All of the data and code that accompanies the book, Can We Be Wrong? The Problem of Textual Evidence in a Time of Data (Cambridge 2020). Specifically, this dataset contains ~3k manually annotated sentences for “generalizations” within the fields of literary studies, history, and sociology and ~15k automatically annotated sentences from 9 academic journals from a single recent year (2016).
All of the data and code that accompanies the book, Enumerations: Data and Literary Study (Chicago 2018).
Please cite: Andrew Piper, Enumerations: Data and Literary Study (Chicago 2018).
A collection of 450 novels in German, French, and English that span 1770 to 1930. Each language is represented by 150 novels with a roughly even distribution across time, length, and gender. The data can be downloaded here. And the metadata is here. Please cite:
Piper, Andrew (2016): txtlab Multilingual Novels. figshare.
A collection of 1,211 novels published between 2000-2015. They are categorized by the following 6 groups: Bestsellers (BS), Prizewinners (PW), Novels reviewed in the New York Times (NYT), Mysteries (MYST), Romances (ROM), and Science Fiction (SCIFI). Metadata is available here.
Please cite: Andrew Piper and Eva Portelance, “How Cultural Capital Works: Prizewinning Novels, Bestsellers, and the Time of Reading,” Post45 (2016).
Academic Publishing I: Prestige Data
Metadata on institutional affiliation for 5,000+ academic articles published in four prestige journals within the humanities (PMLA, Critical Inquiry, New Literary History, Representations). Included in the metadata are the author’s institutional affiliation at time of publication, the author’s PhD institution, and the author’s gender. 3,500 authors are represented from close to 350 PhD-granting institutions and 725 authorial institutions. We also include supplementary data on gender and publication on another ~3,800 articles published since 2010 in 16 further journals. The data is available here.
Please cite: Chad Wellmon and Andrew Piper, “Publication, Power and Patronage: On Inequality and Academic Publishing,” Critical Inquiry (July 2017): http://bit.ly/2B93Jpu.
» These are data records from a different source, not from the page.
impl AppState {
    pub fn new(
        store: Arc<dyn Store>,
        pipeline: Arc<IngestionPipeline>,
        engine: Arc<QueryEngine>,
        http: reqwest::Client,
        max_upload_bytes: usize,
    ) -> Self {
        Self {
            store,
            pipeline,
            engine,
            http,
            max_upload_bytes,
        }
    }

    /// Wire every component from configuration: database (migrated and
    /// seeded), embedding provider, vector index and generator.
    pub async fn build(config: &Config) -> anyhow::Result<Self> {
        let pool = db::connect(config).await?;
        migrate::run_migrations(&pool).await?;
        let store: Arc<dyn Store> = Arc::new(SqliteStore::new(pool));
        migrate::seed_assistants(store.as_ref(), &config.assistants).await?;

        let provider = create_provider(&config.embedding)?;
        let embedder = Arc::new(BatchEmbedder::from_config(provider, &config.embedding));
        let index = create_index(&config.index).await?;
        let generator = Arc::new(OpenAIChatGenerator::from_config(&config.generation)?);

        let pipeline = Arc::new(IngestionPipeline::new(
            store.clone(),
            embedder.clone(),
            index.clone(),
            config.chunking.clone(),
        ));
        let engine = Arc::new(
            QueryEngine::new(store.clone(), embedder, index, generator)
                .with_top_k(config.retrieval.top_k),
        );
        let http = reqwest::Client::builder()
            .timeout(WEBSITE_FETCH_TIMEOUT)
            .user_agent(concat!("docent/", env!("CARGO_PKG_VERSION")))
            .build()?;

        Ok(Self::new(
            store,
            pipeline,
            engine,
            http,
            config.server.max_upload_bytes,
        ))
    }

    pub fn store(&self) -> &Arc<dyn Store> {
        &self.store
    }

    pub fn pipeline(&self) -> &Arc<IngestionPipeline> {
        &self.pipeline
    }

    pub fn engine(&self) -> &Arc<QueryEngine> {
        &self.engine
    }

    /// Validate and ingest an uploaded PDF. A rejected upload creates no
    /// document record.
    pub async fn ingest_pdf(
        &self,
        assistant_id: &str,
        file_name: String,
        content_type: Option<&str>,
        bytes: Vec<u8>,
    ) -> Result<IngestOutcome, Error> {
        validate_pdf_upload(content_type, &bytes, self.max_upload_bytes)?;
        let request = IngestRequest::new(assistant_id, file_name, SourceKind::Pdf)
            .with_mime_type(PDF_MIME)
            .with_file_size(bytes.len() as i64);
        self.pipeline
            .ingest_from_loader(&PdfLoader::new(bytes), request)
            .await
    }

    /// Fetch and ingest a web page. The document is named `title`, else the
    /// page title, else the URL. Returns the outcome and that name.
    pub async fn ingest_website(
        &self,
        assistant_id: &str,
        url: &str,
        title: Option<&str>,
    ) -> Result<(IngestOutcome, String), Error> {
        let page = WebPageLoader::new(self.http.clone(), url)?.fetch().await?;
        let chars = page.char_len();
        if chars < MIN_WEBSITE_CHARS {
            return Err(Error::invalid(format!(
                "website has too little text ({} characters, need at least {})",
                chars, MIN_WEBSITE_CHARS
            )));
        }

        let title = title
            .map(str::trim)
            .filter(|t| !t.is_empty())
            .map(str::to_string)
            .or_else(|| page.title.clone())
            .unwrap_or_else(|| url.to_string());
        let request = IngestRequest::new(assistant_id, title.clone(), SourceKind::Website)
            .with_source_url(page.url.clone())
            .with_mime_type(HTML_MIME)
            .with_file_size(chars as i64);
        let outcome = self.pipeline.ingest_from_loader(&page, request).await?;
        Ok((outcome, title))
    }
}

/// Builds the router with all routes and layers.
///
/// The body limit sits well above `max_upload_bytes` so oversized PDFs reach
/// the upload handler and are rejected there with the usual error body.
pub fn router(state: AppState) -> Router {
    let body_limit = state.max_upload_bytes.saturating_mul(2) + 1024 * 1024;

    let cors = CorsLayer::new()
        .allow_origin(Any)
        .allow_methods(Any)
        .allow_headers(Any);

    Router::new()
        .route("/api/upload/text", post(handle_upload_text))
        .route("/api/upload/document", post(handle_upload_document))
        .route("/api/upload/website", post(handle_upload_website))
        .route("/api/chat", post(handle_chat))
        .route("/api/chat/stream", post(handle_chat_stream))
        .route("/api/session", post(handle_create_session))
        .route("/api/assistants", get(handle_list_assistants))
        .route("/api/assistants/{id}/chats", get(handle_list_chats))
        .route("/api/assistants/{id}/documents", get(handle_list_documents))
        .route("/api/sessions/{id}/messages", get(handle_list_messages))
        .route("/health", get(handle_health))
        .layer(DefaultBodyLimit::max(body_limit))
        .layer(TraceLayer::new_for_http())
        .layer(cors)
        .with_state(state)
}

/// Serve on an already bound listener until the process is terminated.
pub async fn serve(listener: tokio::net::TcpListener, state: AppState) -> anyhow::Result<()> {
    axum::serve(listener, router(state)).await?;
    Ok(())
}

/// Starts the HTTP server on `[server].bind`.
pub async fn run_server(config: &Config) -> anyhow::Result<()> {
    let state = AppState::build(config).await?;
    let listener = tokio::net::TcpListener::bind(&config.server.bind).await?;
    info!(bind = %config.server.bind, "docent server listening");
    serve(listener, state).await
}

// ============ Error response ============

#[derive(Serialize)]
struct ErrorBody {
    error: ErrorDetail,
}

#[derive(Serialize)]
struct ErrorDetail {
    code: String,
    message: String,
}

struct AppError {
    status: StatusCode,
    code: String,
    message: String,
}

impl IntoResponse for AppError {
    fn into_response(self) -> Response {
        let body = ErrorBody {
            error: ErrorDetail {
                code: self.code,
                message: self.message,
            },
        };
        (self.status, Json(body)).into_response()
    }
}

fn bad_request(message: impl Into<String>) -> AppError {
    AppError {
        status: StatusCode::BAD_REQUEST,
        code: "bad_request".to_string(),
        message: message.into(),
    }
}

impl From<Error> for AppError {
    fn from(err: Error) -> Self {
        let (status, code) = match &err {
            Error::NotFound(_) => (StatusCode::BAD_REQUEST, "not_found"),
            Error::InvalidInput(_) => (StatusCode::BAD_REQUEST, "bad_request"),
            Error::NoContent(_) => (StatusCode::BAD_REQUEST, "no_content"),
            Error::UpstreamRateLimited(_) => (StatusCode::INTERNAL_SERVER_ERROR, "rate_limited"),
            Error::UpstreamFailure(_) => (StatusCode::INTERNAL_SERVER_ERROR, "upstream_error"),
            Error::Storage(_) => (StatusCode::INTERNAL_SERVER_ERROR, "internal"),
        };
        if status.is_server_error() {
            warn!(code, error = %err, "request failed");
        }
        AppError {
            status,
            code: code.to_string(),
            message: err.to_string(),
        }
    }
}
Academic Publishing II: MLA Author Data
This data represents 1,937 and 6,252 and bibliographic records in the field of literary studies of articles published in 1970 and 2015 respectively. The data was downloaded from the MLA database using the ProQuest interface in January 2017. The full data cannot be accessed due to licensing policies of the MLA.
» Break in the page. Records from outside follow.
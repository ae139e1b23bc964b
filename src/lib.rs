//! # docent
//!
//! Retrieval-augmented assistants over namespaced knowledge bases.
//!
//! Each assistant owns a namespace in a vector index. Documents (pasted
//! text, PDFs, web pages) are chunked, embedded in batches and upserted
//! into that namespace; questions are embedded, matched against the top
//! passages and answered by a language model, either in one response or as
//! a stream of `data: <JSON>` events.
//!
//! ## Architecture
//!
//! ```text
//! ┌──────────┐   ┌───────────┐   ┌────────────┐   ┌──────────────┐
//! │ Loaders  │──▶│  Chunker  │──▶│  Embedder  │──▶│ Vector index │
//! │ PDF/Web  │   │ (profile) │   │ (batched)  │   │ (namespace)  │
//! └──────────┘   └───────────┘   └────────────┘   └──────┬───────┘
//!                                                        │ top-K
//!                ┌────────────┐   ┌────────────┐          ▼
//!                │ SSE frames │◀──│  Generator │◀── Query engine
//!                └────────────┘   └────────────┘
//! ```
//!
//! ## Quick Start
//!
//! ```bash
//! docent init                                  # create database, seed assistants
//! docent ingest text general notes.txt         # ingest a file as text
//! docent ask general "What colour is the sky?" --stream
//! docent serve                                 # start the HTTP API
//! ```
//!
//! ## Modules
//!
//! | Module | Purpose |
//! |--------|---------|
//! | [`config`] | TOML configuration parsing |
//! | [`models`] | Core data types |
//! | [`error`] | Error kinds |
//! | [`chunk`] | Text chunking |
//! | [`embedding`] | Batched embedding with rate-limit retry |
//! | [`index`] | Namespaced vector index gateway |
//! | [`loader`] | PDF, web page and text loaders |
//! | [`ingest`] | Ingestion pipeline |
//! | [`generation`] | Chat completion backends |
//! | [`query`] | Question answering, streaming and not |
//! | [`transport`] | Event-stream framing and decoding |
//! | [`store`] | Relational records |
//! | [`server`] | HTTP API |
//! | [`db`] | Database connection |
//! | [`migrate`] | Schema migrations and assistant seeding |

pub mod chunk;
pub mod config;
pub mod db;
pub mod embedding;
pub mod error;
pub mod generation;
pub mod index;
pub mod ingest;
pub mod loader;
pub mod migrate;
pub mod models;
pub mod query;
pub mod server;
pub mod store;
pub mod transport;
//! Document loaders: turn an upload or a URL into text fragments.
//!
//! | Loader | Source | Extraction |
//! |--------|--------|------------|
//! | [`PdfLoader`] | PDF bytes | `pdf-extract`, off the async runtime |
//! | [`WebPageLoader`] | `http(s)` URL | `reqwest` fetch + `html2text` |
//! | [`TextLoader`] | fixed fragments | none |
//!
//! Loaders never touch the relational store; the ingestion pipeline decides
//! what to record. Blank fragments are dropped, so an empty result means
//! "nothing usable".

use async_trait::async_trait;

use crate::error::{Error, Result};

pub const PDF_MIME: &str = "application/pdf";
pub const HTML_MIME: &str = "text/html";

/// Extracted website text shorter than this is rejected.
pub const MIN_WEBSITE_CHARS: usize = 100;

const HTML_WIDTH: usize = 120;

#[async_trait]
pub trait DocumentLoader: Send + Sync {
    /// Text fragments in source order. Empty when the source had no text.
    async fn load(&self) -> Result<Vec<String>>;
}

fn non_blank(fragments: impl IntoIterator<Item = String>) -> Vec<String> {
    fragments
        .into_iter()
        .filter(|f| !f.trim().is_empty())
        .collect()
}

/// Fragments supplied up front.
pub struct TextLoader {
    fragments: Vec<String>,
}

impl TextLoader {
    pub fn new(fragments: Vec<String>) -> Self {
        Self { fragments }
    }
}

#[async_trait]
impl DocumentLoader for TextLoader {
    async fn load(&self) -> Result<Vec<String>> {
        Ok(non_blank(self.fragments.iter().cloned()))
    }
}

/// Text of a PDF held in memory.
pub struct PdfLoader {
    bytes: Vec<u8>,
}

impl PdfLoader {
    pub fn new(bytes: Vec<u8>) -> Self {
        Self { bytes }
    }
}

#[async_trait]
impl DocumentLoader for PdfLoader {
    async fn load(&self) -> Result<Vec<String>> {
        let bytes = self.bytes.clone();
        // pdf-extract is CPU bound and panics on some malformed files.
        let text = tokio::task::spawn_blocking(move || pdf_extract::extract_text_from_mem(&bytes))
            .await
            .map_err(|_| Error::invalid("could not read PDF"))?
            .map_err(|e| Error::invalid(format!("could not read PDF: {}", e)))?;
        Ok(non_blank([text.trim().to_string()]))
    }
}

/// Reject uploads that are too large or not PDFs.
///
/// Runs before anything is written, so a rejected upload leaves no trace.
pub fn validate_pdf_upload(
    content_type: Option<&str>,
    bytes: &[u8],
    max_bytes: usize,
) -> Result<()> {
    if bytes.len() > max_bytes {
        return Err(Error::invalid(format!(
            "file is {} bytes; the limit is {} bytes",
            bytes.len(),
            max_bytes
        )));
    }
    let declared_pdf = content_type
        .map(|ct| ct.split(';').next().unwrap_or("").trim().eq_ignore_ascii_case(PDF_MIME))
        .unwrap_or(false);
    if !declared_pdf && !bytes.starts_with(b"%PDF-") {
        return Err(Error::invalid("only PDF files are supported"));
    }
    Ok(())
}

/// A fetched and converted web page.
#[derive(Debug, Clone)]
pub struct WebPage {
    pub url: String,
    pub title: Option<String>,
    pub text: String,
}

impl WebPage {
    pub fn char_len(&self) -> usize {
        self.text.chars().count()
    }
}

#[async_trait]
impl DocumentLoader for WebPage {
    async fn load(&self) -> Result<Vec<String>> {
        Ok(non_blank([self.text.clone()]))
    }
}

pub struct WebPageLoader {
    client: reqwest::Client,
    url: reqwest::Url,
}

impl WebPageLoader {
    /// Fails with [`Error::InvalidInput`] unless `url` is an absolute
    /// `http` or `https` URL.
    pub fn new(client: reqwest::Client, url: &str) -> Result<Self> {
        let parsed =
            reqwest::Url::parse(url).map_err(|e| Error::invalid(format!("invalid URL: {}", e)))?;
        if !matches!(parsed.scheme(), "http" | "https") {
            return Err(Error::invalid(format!(
                "unsupported URL scheme: {}",
                parsed.scheme()
            )));
        }
        Ok(Self {
            client,
            url: parsed,
        })
    }

    pub async fn fetch(&self) -> Result<WebPage> {
        let response = self
            .client
            .get(self.url.clone())
            .send()
            .await
            .map_err(|e| Error::invalid(format!("failed to fetch {}: {}", self.url, e)))?;
        if !response.status().is_success() {
            return Err(Error::invalid(format!(
                "failed to fetch {}: HTTP {}",
                self.url,
                response.status()
            )));
        }

        let is_html = response
            .headers()
            .get(reqwest::header::CONTENT_TYPE)
            .and_then(|v| v.to_str().ok())
            .map(|ct| ct.contains("html"))
            .unwrap_or(true);
        let body = response.bytes().await?;

        let (title, text) = if is_html {
            let text = html2text::from_read(&body[..], HTML_WIDTH)
                .unwrap_or_else(|_| String::from_utf8_lossy(&body).to_string());
            (extract_title(&String::from_utf8_lossy(&body)), text)
        } else {
            (None, String::from_utf8_lossy(&body).to_string())
        };

        tracing::debug!(url = %self.url, chars = text.len(), "fetched web page");
        Ok(WebPage {
            url: self.url.to_string(),
            title,
            text: text.trim().to_string(),
        })
    }
}

#[async_trait]
impl DocumentLoader for WebPageLoader {
    async fn load(&self) -> Result<Vec<String>> {
        self.fetch().await?.load().await
    }
}

/// Contents of the first `<title>` element, whitespace collapsed.
fn extract_title(html: &str) -> Option<String> {
    let lower = html.to_ascii_lowercase();
    let open = lower.find("<title")?;
    let start = open + lower[open..].find('>')? + 1;
    let end = start + lower[start..].find("</title")?;
    let title = html[start..end].split_whitespace().collect::<Vec<_>>().join(" ");
    (!title.is_empty()).then_some(title)
}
Please cite: Andrew Piper, “Think Small: On Literary Modeling.” PMLA 132.3 (2017): 651-658.
LIWC for Literature
LIWC Tables for 25,000+ documents, consisting of both fiction and non-fiction texts drawn from different periods (the nineteenth century canon, Hathi Trust nineteenth-century documents, the twentieth century repositories of Gutenberg and Amazon, and multiple contemporary literary genres from mysteries to prizewinners) as well as two separate languages (German and English). The data is available here.
Please cite: Andrew Piper, “Fictionality,” Cultural Analytics (December 2016): DOI: 10.22148/16.011
Race and Film
This data set contains character dialogue from 780 Hollywood movies produced between 1970 and 2014. Characters have been labeled by their racial and ethnic identity using IMDB. The data set is available here.
Please cite: Vicky Svaikovsky, Anne Meisner, Eve Kraicer, and Matthew Sims, “Racial Lines: Race Ethnicity and Dialogue in 780 Hollywood Films, 1970-2014.”